If you have an application that needs to do things that involve a kernel-module, you probably need to create a daemon (aka "service"), perhaps running with rootly privileges, that acts as a proxy to whatever the kernel-module is supposed to be a part of. Other applications by some means rendezvous with this service process, sending requests to it and receiving results. The service process (or its threads, blah blah) is the one that will be reading and writing those files, operating in user space. It, too, is the one that knows how to talk to the kernel modules, and it's the only process that those modules will listen to.
Now ... before you go much farther with this one ... research this:
"hasn't this been done before, by somebody else out there who did a really good job of it, such that I can cabbage some or all of what they did?" Do not do a thing already done. My little alarm-bells are going off right now, telling me that this is probably your situation.

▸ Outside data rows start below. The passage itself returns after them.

//! Folio UI Components
//!
//! The header search control of the Folio site: a toggle button and a modal
//! dialog that, in production builds, hosts the pre-built search UI.
//!
//! # Modules
//!
//! - [`host`] - Traits the controller runs against (dialog surface, idle
//!   scheduling, search UI loading)
//! - [`modal`] - [`SearchModal`] controller: open/close lifecycle, dismiss
//!   triggers, `/` shortcut, deferred search UI load
//! - [`web`] - Browser implementation on `web-sys`
//! - [`search`] - [`SiteSearch`] Leptos component
//!
//! # Example
//!
//! ```ignore
//! use folio_core::{BuildMode, Config};
//! use folio_ui::{ModalSettings, SiteSearch};
//! use leptos::prelude::*;
//!
//! #[component]
//! fn Header(config: Config) -> impl IntoView {
//!     let env = config.site_env(BuildMode::from_build_env());
//!     let settings = ModalSettings::from(&config.search);
//!     view! {
//!         <header>
//!             <SiteSearch env=env settings=settings />
//!         </header>
//!     }
//! }
//! ```

pub mod host;
pub mod modal;
pub mod search;
pub mod web;

pub use host::{ClickInput, ClickTarget, KeyInput, ModalSurface, SearchUiHost};
pub use modal::{ModalSettings, ModalState, SEARCH_MOUNT_ID, SearchModal};
pub use search::{DEV_NOTICE, SiteSearch};
pub use web::{WebHost, WebSearchModal, WebSurface, attach_to};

Another bit of sage advice
is ...
"okay, even though I've got this notion stuck in my head of 'how to do this,' what am I actually trying to do, and how many other ways can I think of to 'do this?'" I can say from personal experience that nothing makes you feel more dumb, or to say :banghead;
"d-oh!!" most loudly ...
... than to show-off something complicated to someone who just smiles at you sweetly and says, "but why didn't you just do
this, instead?" Or: "why didn't you just use
this tool (that you never even bothered to find out existed ...) instead?"